While Mtb can escape the phagosome, and hence have access to the cytosol (15), Mtb is primarily thought to reside in an arrested endosomal compartment with features similar to a late endosome (16). As the processing and presentation of antigens via the MHC-II pathway are dependent on the late endosome (17), it is possible that a myeloid antigen presenting cell could sample antigens that are either derived intracellularly, or sampled from the extracellular environment. However, there is emerging evidence that CD4⁺ T cells may be relatively impaired in their ability to discern cells containing Mtb. In a set of seminal experiments, Wolf et al., found that the initiation of CD4⁺ T cell responses did not occur in mice until Mtb-infected DC had migrated to the draining LN (18). Among other things, these data suggested that cognate interactions, that is those requiring the direct presentation of antigen via MHC-II, to CD4⁺ T cells via TCR engagement, are essential in priming the CD4⁺ T cell response. By using a mixed chimera approach, Srivastava et al., could demonstrate that control of mycobacteria growth in vivo was dependent on these cognate interactions (19). By the same token, it is becoming increasingly clear that these interactions occur less commonly, or less robustly, in the granuloma than might be expected. For example, Egen et al., used intravital imaging to examine the behavior of T cells within the granuloma (20). They found, that in contrast to exogenously added antigen, only small fractions of mycobacteria-specific T cells showed antigen-induced migration and arrest within granulomas. This in turn, was associated with only low-level secretion of cytokines. Similarly, Gern et al., found that IFN-γ production by T cells in the lung was impaired, and that this was associated with a TGF-β signature in granulomas in both mice and non-human primates (21). Finally, Billeskov et al., found that CD4 epitopes for the Mtb antigen 10.4 varied based on the route of either mycobacterial challenge or immunization (22).

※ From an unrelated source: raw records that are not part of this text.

//! Hobbies API HTTP server.
//!
//! Settings are read from `config/default.yaml`, an optional
//! `config/{APP_ENV}.yaml`, and `APP__*` environment variables (a `.env` file
//! is loaded first). `RUST_LOG` controls logging and defaults to `info`.

use actix_web::middleware::{Logger, NormalizePath, TrailingSlash};
use actix_web::{App, HttpServer, web};
use env_logger::Env;

use hobbies_api::db::{establish_connection_pool, run_migrations};
use hobbies_api::models::config::ServerConfig;
use hobbies_api::repository::DieselRepository;
use hobbies_api::routes;

#[actix_web::main]
async fn main() -> std::io::Result<()> {
    dotenvy::dotenv().ok();
    env_logger::init_from_env(Env::default().default_filter_or("info"));

    let server_config = match ServerConfig::load() {
        Ok(server_config) => server_config,
        Err(e) => {
            log::error!("Failed to load configuration: {e}");
            std::process::exit(1);
        }
    };

    let pool = match establish_connection_pool(&server_config.database_url) {
        Ok(pool) => pool,
        Err(e) => {
            log::error!("Failed to establish database connection: {e}");
            std::process::exit(1);
        }
    };

    if let Err(e) = run_migrations(&pool) {
        log::error!("Failed to run database migrations: {e}");
        std::process::exit(1);
    }

    let repo = DieselRepository::new(pool);
    let bind_address = (server_config.address.clone(), server_config.port);
    log::info!(
        "Starting server on http://{}:{}",
        server_config.address,
        server_config.port
    );

    let mut server = HttpServer::new(move || {
        App::new()
            .wrap(routes::cors())
            .wrap(Logger::default())
            .wrap(NormalizePath::new(TrailingSlash::Trim))
            .app_data(web::Data::new(repo.clone()))
            .configure(routes::configure)
            .default_service(web::to(routes::not_found))
    });
    if let Some(workers) = server_config.workers {
        server = server.workers(workers);
    }

    server.bind(bind_address)?.run().await
}
use chrono::NaiveDateTime;
use serde::{Deserialize, Serialize};

use crate::domain::types::{HobbyCategory, HobbyDescription, HobbyDifficulty, HobbyId, HobbyName};

/// A stored hobby record.
#[derive(Debug, Clone, Serialize, Deserialize, PartialEq)]
pub struct Hobby {
    pub id: HobbyId,
    pub name: HobbyName,
    pub description: Option<HobbyDescription>,
    pub difficulty: HobbyDifficulty,
    pub category: HobbyCategory,
    pub is_active: bool,
    pub created_at: NaiveDateTime,
    pub updated_at: NaiveDateTime,
}

/// Data required to insert a new [`Hobby`].
#[derive(Debug, Clone, Serialize, Deserialize, PartialEq)]
pub struct NewHobby {
    pub name: HobbyName,
    pub description: Option<HobbyDescription>,
    pub difficulty: HobbyDifficulty,
    pub category: HobbyCategory,
    pub is_active: bool,
    pub created_at: NaiveDateTime,
    pub updated_at: NaiveDateTime,
}

/// Partial set of fields to change on an existing [`Hobby`].
///
/// `None` leaves a field untouched. For `description`, `Some(None)` clears the
/// stored value.
#[derive(Debug, Clone, Default, PartialEq)]
pub struct HobbyUpdate {
    pub name: Option<HobbyName>,
    pub description: Option<Option<HobbyDescription>>,
    pub difficulty: Option<HobbyDifficulty>,
    pub category: Option<HobbyCategory>,
    pub is_active: Option<bool>,
}

impl HobbyUpdate {
    /// Apply the supplied fields to `hobby`, leaving the rest as they are.
    pub fn apply_to(&self, hobby: &mut Hobby) {
        if let Some(name) = &self.name {
            hobby.name = name.clone();
        }
        if let Some(description) = &self.description {
            hobby.description = description.clone();
        }
        if let Some(difficulty) = self.difficulty {
            hobby.difficulty = difficulty;
        }
        if let Some(category) = self.category {
            hobby.category = category;
        }
        if let Some(is_active) = self.is_active {
            hobby.is_active = is_active;
        }
    }
}
use chrono::NaiveDateTime;
use diesel::prelude::*;

use crate::domain::hobby::{Hobby as DomainHobby, HobbyUpdate, NewHobby as DomainNewHobby};
use crate::domain::types::{
    HobbyCategory, HobbyDescription, HobbyDifficulty, HobbyName, TypeConstraintError,
};

/// Diesel model representing a row in the `hobbies` table.
#[derive(Debug, Clone, Identifiable, Queryable, Selectable)]
#[diesel(table_name = crate::schema::hobbies)]
#[diesel(check_for_backend(diesel::sqlite::Sqlite))]
pub struct Hobby {
    pub id: i32,
    pub name: String,
    pub description: Option<String>,
    pub difficulty: String,
    pub category: String,
    pub is_active: bool,
    pub created_at: NaiveDateTime,
    pub updated_at: NaiveDateTime,
}

/// Insertable form of [`Hobby`] used for creating new rows.
#[derive(Insertable)]
#[diesel(table_name = crate::schema::hobbies)]
pub struct NewHobby<'a> {
    pub name: &'a str,
    pub description: Option<&'a str>,
    pub difficulty: &'a str,
    pub category: &'a str,
    pub is_active: bool,
    pub created_at: NaiveDateTime,
    pub updated_at: NaiveDateTime,
}

/// Patch applied by partial updates. `None` fields are left out of the `SET` clause.
#[derive(AsChangeset)]
#[diesel(table_name = crate::schema::hobbies)]
pub struct HobbyChangeset<'a> {
    pub name: Option<&'a str>,
    pub description: Option<Option<&'a str>>,
    pub difficulty: Option<&'a str>,
    pub category: Option<&'a str>,
    pub is_active: Option<bool>,
    pub updated_at: NaiveDateTime,
}

impl TryFrom<Hobby> for DomainHobby {
    type Error = TypeConstraintError;

    fn try_from(hobby: Hobby) -> Result<Self, Self::Error> {
        Ok(Self {
            id: hobby.id.try_into()?,
            name: HobbyName::new(hobby.name)?,
            description: hobby.description.map(HobbyDescription::new).transpose()?,
            difficulty: HobbyDifficulty::try_from(hobby.difficulty)?,
            category: HobbyCategory::try_from(hobby.category)?,
            is_active: hobby.is_active,
            created_at: hobby.created_at,
            updated_at: hobby.updated_at,
        })
    }
}

impl<'a> From<&'a DomainNewHobby> for NewHobby<'a> {
    fn from(hobby: &'a DomainNewHobby) -> Self {
        Self {
            name: hobby.name.as_str(),
            description: hobby.description.as_ref().map(HobbyDescription::as_str),
            difficulty: hobby.difficulty.as_str(),
            category: hobby.category.as_str(),
            is_active: hobby.is_active,
            created_at: hobby.created_at,
            updated_at: hobby.updated_at,
        }
    }
}

impl<'a> HobbyChangeset<'a> {
    pub fn new(update: &'a HobbyUpdate, updated_at: NaiveDateTime) -> Self {
        Self {
            name: update.name.as_ref().map(HobbyName::as_str),
            description: update
                .description
                .as_ref()
                .map(|description| description.as_ref().map(HobbyDescription::as_str)),
            difficulty: update.difficulty.map(HobbyDifficulty::as_str),
            category: update.category.map(HobbyCategory::as_str),
            is_active: update.is_active,
            updated_at,
        }
    }
}
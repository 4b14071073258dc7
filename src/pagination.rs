//! Page/limit arithmetic shared by the repository and the list handler.

pub const DEFAULT_PAGE: usize = 1;
pub const DEFAULT_ITEMS_PER_PAGE: usize = 10;
pub const MAX_ITEMS_PER_PAGE: usize = 100;

/// One-based page selection.
#[derive(Debug, Clone, Copy, PartialEq, Eq)]
pub struct Pagination {
    pub page: usize,
    pub per_page: usize,
}

impl Default for Pagination {
    fn default() -> Self {
        Self {
            page: DEFAULT_PAGE,
            per_page: DEFAULT_ITEMS_PER_PAGE,
        }
    }
}

impl Pagination {
    /// Number of rows to skip before the requested page.
    ///
    /// Saturates at `usize::MAX`; such a page is past any real table.
    pub fn offset(&self) -> usize {
        (self.page.max(1) - 1).saturating_mul(self.per_page)
    }
}

/// `ceil(total / per_page)`; zero when there is nothing to show.
pub fn total_pages(total: usize, per_page: usize) -> usize {
    if per_page == 0 {
        return 0;
    }
    total.div_ceil(per_page)
}
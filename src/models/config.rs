use serde::Deserialize;

/// Settings loaded from `config/*.yaml` and `APP__*` environment variables.
#[derive(Clone, Debug, Deserialize)]
pub struct ServerConfig {
    /// Interface the HTTP server binds to.
    pub address: String,
    /// TCP port the HTTP server listens on.
    pub port: u16,
    /// Path of the SQLite database file.
    pub database_url: String,
    /// Number of Actix worker threads; defaults to the number of CPUs.
    #[serde(default)]
    pub workers: Option<usize>,
}

#[cfg(feature = "server")]
impl ServerConfig {
    /// Layer `config/default.yaml`, `config/{APP_ENV}.yaml` (optional) and
    /// `APP__*` environment variables, later sources winning.
    pub fn load() -> Result<Self, config::ConfigError> {
        use config::{Config, Environment, File};

        let app_env = std::env::var("APP_ENV").unwrap_or_else(|_| "local".into());

        Config::builder()
            .add_source(File::with_name("config/default"))
            .add_source(File::with_name(&format!("config/{app_env}")).required(false))
            .add_source(Environment::with_prefix("APP").separator("__"))
            .build()?
            .try_deserialize()
    }
}
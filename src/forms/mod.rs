//! Request shapes accepted by the HTTP layer and their validation rules.

pub mod hobbies;
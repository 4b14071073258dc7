use actix_web::{HttpResponse, Responder, delete, get, post, put, web};

use crate::dto::hobbies::ApiResponse;
use crate::forms::hobbies::{CreateHobbyForm, ListHobbiesQuery, UpdateHobbyForm};
use crate::repository::DieselRepository;
use crate::routes::error_response;
use crate::services::hobbies::{
    create_hobby as create_hobby_service, delete_hobby as delete_hobby_service,
    get_hobby as get_hobby_service, list_hobbies as list_hobbies_service,
    update_hobby as update_hobby_service,
};

#[get("/hobbies")]
pub async fn list_hobbies(
    query: web::Query<ListHobbiesQuery>,
    repo: web::Data<DieselRepository>,
) -> impl Responder {
    match list_hobbies_service(query.into_inner(), repo.get_ref()) {
        Ok(page) => {
            let message = format!("Found {} hobbies", page.data.len());
            HttpResponse::Ok().json(ApiResponse::success(page).with_message(message))
        }
        Err(err) => error_response(err, "Failed to fetch hobbies"),
    }
}

#[get("/hobbies/{id}")]
pub async fn get_hobby(
    path: web::Path<String>,
    repo: web::Data<DieselRepository>,
) -> impl Responder {
    match get_hobby_service(&path, repo.get_ref()) {
        Ok(hobby) => HttpResponse::Ok()
            .json(ApiResponse::success(hobby).with_message("Hobby retrieved successfully")),
        Err(err) => error_response(err, "Failed to fetch hobby"),
    }
}

#[post("/hobbies")]
pub async fn create_hobby(
    repo: web::Data<DieselRepository>,
    web::Json(form): web::Json<CreateHobbyForm>,
) -> impl Responder {
    match create_hobby_service(form, repo.get_ref()) {
        Ok(hobby) => HttpResponse::Created()
            .json(ApiResponse::success(hobby).with_message("Hobby created successfully")),
        Err(err) => error_response(err, "Failed to create hobby"),
    }
}

#[put("/hobbies/{id}")]
pub async fn update_hobby(
    path: web::Path<String>,
    repo: web::Data<DieselRepository>,
    web::Json(form): web::Json<UpdateHobbyForm>,
) -> impl Responder {
    match update_hobby_service(&path, form, repo.get_ref()) {
        Ok(hobby) => HttpResponse::Ok()
            .json(ApiResponse::success(hobby).with_message("Hobby updated successfully")),
        Err(err) => error_response(err, "Failed to update hobby"),
    }
}

#[delete("/hobbies/{id}")]
pub async fn delete_hobby(
    path: web::Path<String>,
    repo: web::Data<DieselRepository>,
) -> impl Responder {
    match delete_hobby_service(&path, repo.get_ref()) {
        Ok(()) => HttpResponse::Ok()
            .json(ApiResponse::success(()).with_message("Hobby deleted successfully")),
        Err(err) => error_response(err, "Failed to delete hobby"),
    }
}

These data, then, would argue that Mtb has evolved mechanisms to deflect cognate CD4⁺ T cell interactions. For example, Srivastava et al. have found that infection with Mtb enhances the vesicular export of antigens, and have suggested that this could be a mechanism to divert T cells away from the infected cell (19). It has also been observed that lipoproteins from Mtb can lead to downregulation of MHC-II, and hence diminished T cell recognition (23). At present, the mechanisms by which Mtb can avoid detection from CD4⁺ T cells remains incompletely understood, but it is clear that our current approaches to enumerating Mtb-specific CD4⁺ T cells will overestimate their capacity to respond to the infected cell.

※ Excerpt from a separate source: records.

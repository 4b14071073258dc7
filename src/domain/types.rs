//! Strongly-typed value objects used by domain entities.
//!
//! Domain structs carry these wrappers instead of raw primitives so that
//! identifiers, text lengths and the closed difficulty/category sets are
//! enforced at the boundary.

use serde::{Deserialize, Serialize};
use std::fmt::{Display, Formatter};
use thiserror::Error;

/// Maximum number of characters in a hobby name.
pub const HOBBY_NAME_MAX_LEN: usize = 100;
/// Maximum number of characters in a hobby description.
pub const HOBBY_DESCRIPTION_MAX_LEN: usize = 500;

/// Errors produced when attempting to construct constrained domain types.
#[derive(Debug, Error, Clone, PartialEq, Eq)]
pub enum TypeConstraintError {
    /// An identifier was zero or negative.
    #[error("{0} must be greater than zero")]
    NonPositiveId(&'static str),
    /// A string was empty or whitespace-only after trimming.
    #[error("{0} cannot be empty")]
    EmptyString(&'static str),
    /// A string exceeded its maximum character count.
    #[error("{field} must be at most {max} characters")]
    TooLong { field: &'static str, max: usize },
    /// Catch-all for custom validation failures.
    #[error("invalid value: {0}")]
    InvalidValue(String),
}

/// Identifier assigned by storage to every hobby.
#[derive(Clone, Copy, Debug, Serialize, Deserialize, PartialEq, Eq, Hash, PartialOrd, Ord)]
#[serde(transparent)]
pub struct HobbyId(i32);

impl HobbyId {
    /// Creates a new identifier ensuring it is greater than zero.
    pub fn new(value: i32) -> Result<Self, TypeConstraintError> {
        if value > 0 {
            Ok(Self(value))
        } else {
            Err(TypeConstraintError::NonPositiveId("hobby id"))
        }
    }

    /// Returns the raw `i32` backing this identifier.
    pub const fn get(self) -> i32 {
        self.0
    }
}

impl Display for HobbyId {
    fn fmt(&self, f: &mut Formatter<'_>) -> std::fmt::Result {
        write!(f, "{}", self.0)
    }
}

impl TryFrom<i32> for HobbyId {
    type Error = TypeConstraintError;

    fn try_from(value: i32) -> Result<Self, Self::Error> {
        Self::new(value)
    }
}

impl From<HobbyId> for i32 {
    fn from(value: HobbyId) -> Self {
        value.0
    }
}

impl PartialEq<i32> for HobbyId {
    fn eq(&self, other: &i32) -> bool {
        self.0 == *other
    }
}

fn require_max_chars(
    value: &str,
    field: &'static str,
    max: usize,
) -> Result<(), TypeConstraintError> {
    if value.chars().count() > max {
        Err(TypeConstraintError::TooLong { field, max })
    } else {
        Ok(())
    }
}

/// Unique hobby name of at most [`HOBBY_NAME_MAX_LEN`] characters.
///
/// Stored as submitted; only the emptiness check ignores surrounding whitespace.
#[derive(Clone, Debug, Serialize, Deserialize, PartialEq, Eq, Hash, PartialOrd, Ord)]
#[serde(transparent)]
pub struct HobbyName(String);

impl HobbyName {
    /// Rejects blank inputs and enforces the length limit.
    pub fn new<S: Into<String>>(value: S) -> Result<Self, TypeConstraintError> {
        let value = value.into();
        if value.trim().is_empty() {
            return Err(TypeConstraintError::EmptyString("name"));
        }
        require_max_chars(&value, "name", HOBBY_NAME_MAX_LEN)?;
        Ok(Self(value))
    }

    /// Borrow the value as a string slice.
    pub fn as_str(&self) -> &str {
        &self.0
    }

    /// Consume the wrapper returning the owned string.
    pub fn into_inner(self) -> String {
        self.0
    }
}

impl Display for HobbyName {
    fn fmt(&self, f: &mut Formatter<'_>) -> std::fmt::Result {
        write!(f, "{}", self.0)
    }
}

impl TryFrom<String> for HobbyName {
    type Error = TypeConstraintError;

    fn try_from(value: String) -> Result<Self, Self::Error> {
        Self::new(value)
    }
}

impl TryFrom<&str> for HobbyName {
    type Error = TypeConstraintError;

    fn try_from(value: &str) -> Result<Self, Self::Error> {
        Self::new(value)
    }
}

impl PartialEq<&str> for HobbyName {
    fn eq(&self, other: &&str) -> bool {
        self.0 == *other
    }
}

/// Free-form description of at most [`HOBBY_DESCRIPTION_MAX_LEN`] characters.
///
/// Unlike names, descriptions are stored verbatim and may be empty.
#[derive(Clone, Debug, Serialize, Deserialize, PartialEq, Eq, Hash)]
#[serde(transparent)]
pub struct HobbyDescription(String);

impl HobbyDescription {
    pub fn new<S: Into<String>>(value: S) -> Result<Self, TypeConstraintError> {
        let value = value.into();
        require_max_chars(&value, "description", HOBBY_DESCRIPTION_MAX_LEN)?;
        Ok(Self(value))
    }

    pub fn as_str(&self) -> &str {
        &self.0
    }

    pub fn into_inner(self) -> String {
        self.0
    }
}

impl Display for HobbyDescription {
    fn fmt(&self, f: &mut Formatter<'_>) -> std::fmt::Result {
        write!(f, "{}", self.0)
    }
}

impl TryFrom<String> for HobbyDescription {
    type Error = TypeConstraintError;

    fn try_from(value: String) -> Result<Self, Self::Error> {
        Self::new(value)
    }
}

/// How demanding a hobby is to pick up.
#[derive(Clone, Copy, Debug, Serialize, Deserialize, PartialEq, Eq, Hash)]
#[serde(rename_all = "lowercase")]
pub enum HobbyDifficulty {
    Beginner,
    Intermediate,
    Advanced,
}

impl HobbyDifficulty {
    /// Every accepted difficulty, in canonical order.
    pub const ALL: [HobbyDifficulty; 3] = [Self::Beginner, Self::Intermediate, Self::Advanced];

    /// String representation used in persistence and on the wire.
    pub const fn as_str(self) -> &'static str {
        match self {
            Self::Beginner => "beginner",
            Self::Intermediate => "intermediate",
            Self::Advanced => "advanced",
        }
    }
}

impl Display for HobbyDifficulty {
    fn fmt(&self, f: &mut Formatter<'_>) -> std::fmt::Result {
        write!(f, "{}", self.as_str())
    }
}

impl TryFrom<&str> for HobbyDifficulty {
    type Error = TypeConstraintError;

    fn try_from(value: &str) -> Result<Self, Self::Error> {
        Self::ALL
            .into_iter()
            .find(|difficulty| difficulty.as_str() == value)
            .ok_or_else(|| TypeConstraintError::InvalidValue(format!("difficulty: {value}")))
    }
}

impl TryFrom<String> for HobbyDifficulty {
    type Error = TypeConstraintError;

    fn try_from(value: String) -> Result<Self, Self::Error> {
        Self::try_from(value.as_str())
    }
}

impl From<HobbyDifficulty> for String {
    fn from(value: HobbyDifficulty) -> Self {
        value.as_str().to_string()
    }
}

/// Broad grouping a hobby belongs to.
#[derive(Clone, Copy, Debug, Serialize, Deserialize, PartialEq, Eq, Hash)]
#[serde(rename_all = "lowercase")]
pub enum HobbyCategory {
    Sports,
    Arts,
    Technology,
    Outdoor,
    Indoor,
    Creative,
}

impl HobbyCategory {
    /// Every accepted category, in canonical order.
    pub const ALL: [HobbyCategory; 6] = [
        Self::Sports,
        Self::Arts,
        Self::Technology,
        Self::Outdoor,
        Self::Indoor,
        Self::Creative,
    ];

    /// String representation used in persistence and on the wire.
    pub const fn as_str(self) -> &'static str {
        match self {
            Self::Sports => "sports",
            Self::Arts => "arts",
            Self::Technology => "technology",
            Self::Outdoor => "outdoor",
            Self::Indoor => "indoor",
            Self::Creative => "creative",
        }
    }
}

impl Display for HobbyCategory {
    fn fmt(&self, f: &mut Formatter<'_>) -> std::fmt::Result {
        write!(f, "{}", self.as_str())
    }
}

impl TryFrom<&str> for HobbyCategory {
    type Error = TypeConstraintError;

    fn try_from(value: &str) -> Result<Self, Self::Error> {
        Self::ALL
            .into_iter()
            .find(|category| category.as_str() == value)
            .ok_or_else(|| TypeConstraintError::InvalidValue(format!("category: {value}")))
    }
}

impl TryFrom<String> for HobbyCategory {
    type Error = TypeConstraintError;

    fn try_from(value: String) -> Result<Self, Self::Error> {
        Self::try_from(value.as_str())
    }
}

impl From<HobbyCategory> for String {
    fn from(value: HobbyCategory) -> Self {
        value.as_str().to_string()
    }
}

/// Returns `true` when `value` is exactly one of the canonical difficulty strings.
pub fn is_valid_hobby_difficulty(value: &str) -> bool {
    HobbyDifficulty::try_from(value).is_ok()
}

/// Returns `true` when `value` is exactly one of the canonical category strings.
pub fn is_valid_hobby_category(value: &str) -> bool {
    HobbyCategory::try_from(value).is_ok()
}

#[cfg(test)]
mod tests {
    use super::*;

    #[test]
    fn difficulty_predicate_accepts_only_canonical_values() {
        for value in ["beginner", "intermediate", "advanced"] {
            assert!(is_valid_hobby_difficulty(value), "{value} should be valid");
        }
        for value in ["", "expert", "Beginner", "ADVANCED", " beginner", "sports"] {
            assert!(!is_valid_hobby_difficulty(value), "{value:?} should be invalid");
        }
    }

    #[test]
    fn category_predicate_accepts_only_canonical_values() {
        for value in ["sports", "arts", "technology", "outdoor", "indoor", "creative"] {
            assert!(is_valid_hobby_category(value), "{value} should be valid");
        }
        for value in ["", "music", "Sports", "ARTS", "outdoor ", "beginner"] {
            assert!(!is_valid_hobby_category(value), "{value:?} should be invalid");
        }
    }

    #[test]
    fn enums_round_trip_through_their_string_form() {
        for difficulty in HobbyDifficulty::ALL {
            assert_eq!(HobbyDifficulty::try_from(difficulty.as_str()), Ok(difficulty));
        }
        for category in HobbyCategory::ALL {
            assert_eq!(HobbyCategory::try_from(category.to_string()), Ok(category));
        }
    }

    #[test]
    fn hobby_name_keeps_whitespace_but_must_not_be_blank() {
        assert_eq!(HobbyName::new("  Yoga ").unwrap().as_str(), "  Yoga ");
        assert_eq!(
            HobbyName::new("   "),
            Err(TypeConstraintError::EmptyString("name"))
        );
        assert!(HobbyName::new("a".repeat(HOBBY_NAME_MAX_LEN)).is_ok());
        assert_eq!(
            HobbyName::new("a".repeat(HOBBY_NAME_MAX_LEN + 1)),
            Err(TypeConstraintError::TooLong {
                field: "name",
                max: HOBBY_NAME_MAX_LEN
            })
        );
    }

    #[test]
    fn description_counts_characters_not_bytes() {
        assert!(HobbyDescription::new("é".repeat(HOBBY_DESCRIPTION_MAX_LEN)).is_ok());
        assert!(HobbyDescription::new("x".repeat(HOBBY_DESCRIPTION_MAX_LEN + 1)).is_err());
        assert_eq!(HobbyDescription::new("").unwrap().as_str(), "");
    }

    #[test]
    fn hobby_id_must_be_positive() {
        assert_eq!(HobbyId::new(7).unwrap().get(), 7);
        assert!(HobbyId::new(0).is_err());
        assert!(HobbyId::new(-3).is_err());
    }
}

CD8⁺ T Cells: Looking in All the Wrong Places

As mentioned above, it has been argued that control of Mtb requires a cognate MHC-II, CD4⁺ T cell interaction. However, it is not clear how CD4⁺ T cells can discern the infected cell from one that has sampled antigen derived from the environment. CD8⁺ T cells are uniquely capable of discerning Mtb-infected cells, particularly those that are HLA-II negative. Human Mtb-specific CD8⁺ T cells are further distinguished by both their preferential recognition of heavily infected cells and restriction by HLA-B (24, 25). It is increasingly evident that CD8⁺ T cells have an important and complex role in Mtb containment and immunity (26) particularly in the long-term progression of mycobacterial growth that has been demonstrated in the mouse and non-human primate models (26).

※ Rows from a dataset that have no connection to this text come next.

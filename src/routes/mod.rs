//! HTTP transport: extractors, route registration and status mapping.

use actix_cors::Cors;
use actix_web::error::InternalError;
use actix_web::{HttpRequest, HttpResponse, web};

use crate::dto::hobbies::ApiResponse;
use crate::services::ServiceError;

pub mod hobbies;

pub const HOBBY_NOT_FOUND: &str = "Hobby not found";
pub const HOBBY_NAME_CONFLICT: &str = "Hobby with this name already exists";

/// Map a service failure to its status code and envelope.
///
/// `internal_message` is the fixed text shown for unexpected failures; the
/// underlying cause has already been logged by the service.
pub fn error_response(err: ServiceError, internal_message: &str) -> HttpResponse {
    match err {
        ServiceError::Validation(message) => {
            HttpResponse::BadRequest().json(ApiResponse::<()>::failure(message))
        }
        ServiceError::NotFound => {
            HttpResponse::NotFound().json(ApiResponse::<()>::failure(HOBBY_NOT_FOUND))
        }
        ServiceError::Conflict => {
            HttpResponse::Conflict().json(ApiResponse::<()>::failure(HOBBY_NAME_CONFLICT))
        }
        ServiceError::Internal => {
            HttpResponse::InternalServerError().json(ApiResponse::<()>::failure(internal_message))
        }
    }
}

fn json_error_handler(
    err: actix_web::error::JsonPayloadError,
    _req: &HttpRequest,
) -> actix_web::Error {
    log::debug!("Rejected request body: {err}");
    let response = HttpResponse::BadRequest()
        .json(ApiResponse::<()>::failure(format!("Invalid request body: {err}")));
    InternalError::from_response(err, response).into()
}

fn query_error_handler(
    err: actix_web::error::QueryPayloadError,
    _req: &HttpRequest,
) -> actix_web::Error {
    log::debug!("Rejected query string: {err}");
    let response = HttpResponse::BadRequest()
        .json(ApiResponse::<()>::failure(format!("Invalid query parameters: {err}")));
    InternalError::from_response(err, response).into()
}

/// Cross-origin policy: any origin may call the API.
pub fn cors() -> Cors {
    Cors::permissive()
}

/// Fallback for paths no route matches.
pub async fn not_found() -> HttpResponse {
    HttpResponse::NotFound().json(ApiResponse::<()>::failure("Route not found"))
}

/// Register the hobby routes and the envelope-producing extractor configs.
pub fn configure(cfg: &mut web::ServiceConfig) {
    cfg.app_data(web::JsonConfig::default().error_handler(json_error_handler))
        .app_data(web::QueryConfig::default().error_handler(query_error_handler))
        .service(hobbies::list_hobbies)
        .service(hobbies::get_hobby)
        .service(hobbies::create_hobby)
        .service(hobbies::update_hobby)
        .service(hobbies::delete_hobby);
}
use crate::Task;

use serde::{Deserialize, Serialize};
use uuid::Uuid;

/// Which tasks a listing looks at before the filter applies.
/// Unset ids place no constraint.
#[derive(Debug, Clone, Copy, Default, PartialEq, Eq, Serialize, Deserialize)]
#[serde(rename_all = "camelCase")]
pub struct TaskScope {
    pub project_id: Option<Uuid>,
    pub board_id: Option<Uuid>,
    pub column_id: Option<Uuid>,
    pub assignee_id: Option<Uuid>,
}

impl TaskScope {
    pub fn project(project_id: Uuid) -> Self {
        Self {
            project_id: Some(project_id),
            ..Default::default()
        }
    }

    pub fn board(board_id: Uuid) -> Self {
        Self {
            board_id: Some(board_id),
            ..Default::default()
        }
    }

    pub fn column(column_id: Uuid) -> Self {
        Self {
            column_id: Some(column_id),
            ..Default::default()
        }
    }

    pub fn with_assignee(mut self, assignee_id: Uuid) -> Self {
        self.assignee_id = Some(assignee_id);
        self
    }

    pub fn contains(&self, task: &Task) -> bool {
        self.project_id.is_none_or(|id| task.project_id == id)
            && self.board_id.is_none_or(|id| task.board_id == id)
            && self.column_id.is_none_or(|id| task.column_id == id)
            && self.assignee_id.is_none_or(|id| task.assignee_id == Some(id))
    }
}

CD8⁺ T cells primarily sample intracellular antigen, which is dependent upon a cognate interaction with the infected cell. It has been hypothesized, that this in turn is dependent upon escape of Mtb from the phagosome into the cytosol mediated by proteins encoded by the RD1 region of Mtb (27). However, RD1-deficient Mtb are efficiently recognized by human CD8⁺ T cells (28) and it has been demonstrated that the Mtb phagosome itself can contribute to MHC-I processing and presentation (29). In addition to CD8⁺ T cell recognition of infected cells, these cells may also recognize Mtb antigens derived from apoptotic cells taken up by DC, via a mechanism broadly termed cross-presentation (30). DC play a central role in the initiation or “priming” of the Mtb-specific CD8⁺ T cell response. Here, this could occur either via cognate interactions with Mtb-infected DC or possibly via cross-presentation. Once primed, CD8⁺ T cells can directly sense Mtb-infected cells (25, 31, 32), and this recognition may depend on the magnitude of the intracellular infection (24). However, how these CD8⁺ T cells recognize infected cells in vivo is not well understood and will depend upon additional animal studies.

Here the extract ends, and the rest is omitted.